=== About this task ===
Go to the line containing "let idx = tasks" in the records below and print it and every following line exactly, on through the line containing "let changed = updated != *slot;", then stop.

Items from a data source
-- Opening Marker --
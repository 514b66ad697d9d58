use std::fs::{self, File, OpenOptions};
use std::io::{self, Read, Write};
use std::path::{Path, PathBuf};
use std::sync::Mutex;
use std::time::{Duration, Instant};

use chrono::{DateTime, NaiveDate, Utc};
use fs2::FileExt;
use tracing::debug;

use crate::error::{Error, Result};
use crate::models::{NewTask, Task};
use crate::rollover;

/// How long to wait for another process holding the database lock.
pub const DEFAULT_LOCK_TIMEOUT_MS: u64 = 5000;

const LOCK_RETRY_INTERVAL_MS: u64 = 25;

/// Returns the path to the tasks database file (`tasks.json`).
///
/// The path is determined in the following order:
/// 1. `STREAKS_DB` environment variable.
/// 2. `~/.local/share/streakust/tasks.json` (on Linux).
/// 3. `./tasks.json` (fallback).
pub fn db_path() -> PathBuf {
    std::env::var("STREAKS_DB").map(PathBuf::from).unwrap_or_else(|_| {
        let mut p = dirs::data_local_dir().unwrap_or_else(|| PathBuf::from("."));
        p.push("streakust");
        p.push("tasks.json");
        p
    })
}

/// Persistence for tasks.
///
/// Implementors only provide [`TaskRepository::transaction`]; every other
/// operation is a read-check-write inside one transaction, which is what
/// keeps two concurrent completions of the same task from both extending
/// its streak.
pub trait TaskRepository {
    /// Runs `f` over all stored tasks while holding the repository's
    /// exclusive lock.
    ///
    /// `f` returns its result and whether it changed anything. Changes are
    /// persisted only when `f` succeeds and reports a change.
    fn transaction<T, F>(&self, f: F) -> Result<T>
    where
        F: FnOnce(&mut Vec<Task>) -> Result<(T, bool)>;

    fn load_tasks(&self) -> Result<Vec<Task>> {
        self.transaction(|tasks| Ok((tasks.clone(), false)))
    }

    fn load_task(&self, id: u64) -> Result<Task> {
        self.transaction(|tasks| {
            let task = tasks
                .iter()
                .find(|t| t.id == id)
                .cloned()
                .ok_or(Error::TaskNotFound(id))?;
            Ok((task, false))
        })
    }

    /// Stores a new task under the next free id.
    fn insert(&self, new_task: NewTask, created_at: DateTime<Utc>) -> Result<Task> {
        self.transaction(|tasks| {
            let next_id = tasks.iter().map(|t| t.id).max().unwrap_or(0) + 1;
            let task = new_task.into_task(next_id, created_at);
            tasks.push(task.clone());
            Ok((task, true))
        })
    }

    fn remove(&self, id: u64) -> Result<Task> {
        self.transaction(|tasks| {
            let idx = tasks
                .iter()
                .position(|t| t.id == id)
                .ok_or(Error::TaskNotFound(id))?;
            Ok((tasks.remove(idx), true))
        })
    }

    /// Loads one task, applies `f` and saves the result atomically.
    fn update<F>(&self, id: u64, f: F) -> Result<Task>
    where
        F: FnOnce(Task) -> Result<Task>,
    {
        self.transaction(|tasks| {
            let slot = tasks
                .iter_mut()
                .find(|t| t.id == id)
                .ok_or(Error::TaskNotFound(id))?;
            let updated = f(slot.clone())?;
            let changed = updated != *slot;
            *slot = updated.clone();
            Ok((updated, changed))
        })
    }

    /// Runs the rollover sweep over every stored task.
    fn sweep(&self, today: NaiveDate) -> Result<usize> {
        self.transaction(|tasks| {
            let count = rollover::sweep(tasks, today);
            Ok((count, count > 0))
        })
    }
}

/// Tasks stored as pretty-printed JSON, guarded by an exclusive file lock
/// next to the database (`tasks.json.lock`).
#[derive(Debug, Clone)]
pub struct JsonTaskStore {
    path: PathBuf,
    lock_path: PathBuf,
    lock_timeout: Duration,
}

impl JsonTaskStore {
    pub fn open(path: impl Into<PathBuf>) -> Self {
        let path = path.into();
        let mut lock_name = path.file_name().map(|n| n.to_os_string()).unwrap_or_default();
        lock_name.push(".lock");
        let lock_path = path.with_file_name(lock_name);
        Self {
            path,
            lock_path,
            lock_timeout: Duration::from_millis(DEFAULT_LOCK_TIMEOUT_MS),
        }
    }

    /// Opens the database at [`db_path`].
    pub fn from_env() -> Self {
        Self::open(db_path())
    }

    pub fn with_lock_timeout(mut self, timeout: Duration) -> Self {
        self.lock_timeout = timeout;
        self
    }

    pub fn path(&self) -> &Path {
        &self.path
    }

    fn read_all(&self) -> Result<Vec<Task>> {
        let mut f = match OpenOptions::new().read(true).open(&self.path) {
            Ok(f) => f,
            Err(e) if e.kind() == io::ErrorKind::NotFound => return Ok(Vec::new()),
            Err(e) => return Err(e.into()),
        };
        let mut s = String::new();
        f.read_to_string(&mut s)?;
        if s.trim().is_empty() {
            return Ok(Vec::new());
        }
        Ok(serde_json::from_str(&s)?)
    }

    /// Writes to a temporary file and renames it over the database.
    fn write_all(&self, tasks: &[Task]) -> Result<()> {
        let s = serde_json::to_string_pretty(tasks)?;
        let mut tmp_name = self.path.file_name().map(|n| n.to_os_string()).unwrap_or_default();
        tmp_name.push(".tmp");
        let tmp_path = self.path.with_file_name(tmp_name);
        let mut f = OpenOptions::new()
            .create(true)
            .write(true)
            .truncate(true)
            .open(&tmp_path)?;
        f.write_all(s.as_bytes())?;
        f.sync_all()?;
        fs::rename(&tmp_path, &self.path)?;
        Ok(())
    }
}

impl TaskRepository for JsonTaskStore {
    fn transaction<T, F>(&self, f: F) -> Result<T>
    where
        F: FnOnce(&mut Vec<Task>) -> Result<(T, bool)>,
    {
        let _lock = FileLock::acquire(&self.lock_path, self.lock_timeout)?;
        let mut tasks = self.read_all()?;
        let (out, changed) = f(&mut tasks)?;
        if changed {
            self.write_all(&tasks)?;
            debug!(path = %self.path.display(), count = tasks.len(), "tasks saved");
        }
        Ok(out)
    }
}

/// Exclusive lock on a file, released on drop.
struct FileLock {
    file: File,
}

impl FileLock {
    fn acquire(path: &Path, timeout: Duration) -> Result<Self> {
        if let Some(parent) = path.parent() {
            if !parent.as_os_str().is_empty() {
                fs::create_dir_all(parent)?;
            }
        }
        let file = OpenOptions::new()
            .read(true)
            .write(true)
            .create(true)
            .truncate(false)
            .open(path)?;

        let start = Instant::now();
        loop {
            match file.try_lock_exclusive() {
                Ok(()) => return Ok(FileLock { file }),
                Err(e) if e.kind() == io::ErrorKind::WouldBlock => {
                    if start.elapsed() >= timeout {
                        return Err(Error::LockFailed(path.to_path_buf()));
                    }
                    std::thread::sleep(Duration::from_millis(LOCK_RETRY_INTERVAL_MS));
                }
                Err(e) => return Err(Error::Io(e)),
            }
        }
    }
}

impl Drop for FileLock {
    fn drop(&mut self) {
        let _ = FileExt::unlock(&self.file);
    }
}

/// Tasks held in memory. Useful for embedding and tests.
#[derive(Debug, Default)]
pub struct MemoryTaskStore {
    tasks: Mutex<Vec<Task>>,
}

impl MemoryTaskStore {
    pub fn new(tasks: Vec<Task>) -> Self {
        Self {
            tasks: Mutex::new(tasks),
        }
    }
}

impl TaskRepository for MemoryTaskStore {
    fn transaction<T, F>(&self, f: F) -> Result<T>
    where
        F: FnOnce(&mut Vec<Task>) -> Result<(T, bool)>,
    {
        let mut guard = self.tasks.lock().unwrap_or_else(|e| e.into_inner());
        let mut working = guard.clone();
        let (out, changed) = f(&mut working)?;
        if changed {
            *guard = working;
        }
        Ok(out)
    }
}
//! Error types for streakust.
//!
//! Exit codes:
//! - 0: Success
//! - 2: User error (bad recurrence, bad date, unknown task, not scheduled today)
//! - 4: Operation failed (I/O, corrupt database, lock contention)

use std::path::PathBuf;

use chrono::NaiveDate;
use thiserror::Error;

/// Exit codes for the streakust CLI
pub mod exit_codes {
    pub const SUCCESS: i32 = 0;
    pub const USER_ERROR: i32 = 2;
    pub const OPERATION_FAILED: i32 = 4;
}

#[derive(Error, Debug)]
pub enum Error {
    // User errors (exit code 2)
    #[error("Invalid recurrence configuration: {0}")]
    InvalidRecurrenceConfig(String),

    #[error("Invalid date '{0}'. Use YYYY-MM-DD.")]
    InvalidDate(String),

    #[error("Task {0} not found")]
    TaskNotFound(u64),

    #[error("Task {id} is not scheduled on {date}")]
    NotDueToday { id: u64, date: NaiveDate },

    // Operation failures (exit code 4)
    #[error("IO error: {0}")]
    Io(#[from] std::io::Error),

    #[error("JSON error: {0}")]
    Json(#[from] serde_json::Error),

    #[error("Lock acquisition failed: {0}")]
    LockFailed(PathBuf),
}

impl Error {
    pub fn exit_code(&self) -> i32 {
        match self {
            Error::InvalidRecurrenceConfig(_)
            | Error::InvalidDate(_)
            | Error::TaskNotFound(_)
            | Error::NotDueToday { .. } => exit_codes::USER_ERROR,

            Error::Io(_) | Error::Json(_) | Error::LockFailed(_) => exit_codes::OPERATION_FAILED,
        }
    }
}

pub type Result<T> = std::result::Result<T, Error>;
-- Closing Marker --
=== Task solution ===
            let idx = tasks
                .iter()
                .position(|t| t.id == id)
                .ok_or(Error::TaskNotFound(id))?;
            Ok((tasks.remove(idx), true))
        })
    }

    /// Loads one task, applies `f` and saves the result atomically.
    fn update<F>(&self, id: u64, f: F) -> Result<Task>
    where
        F: FnOnce(Task) -> Result<Task>,
    {
        self.transaction(|tasks| {
            let slot = tasks
                .iter_mut()
                .find(|t| t.id == id)
                .ok_or(Error::TaskNotFound(id))?;
            let updated = f(slot.clone())?;
            let changed = updated != *slot;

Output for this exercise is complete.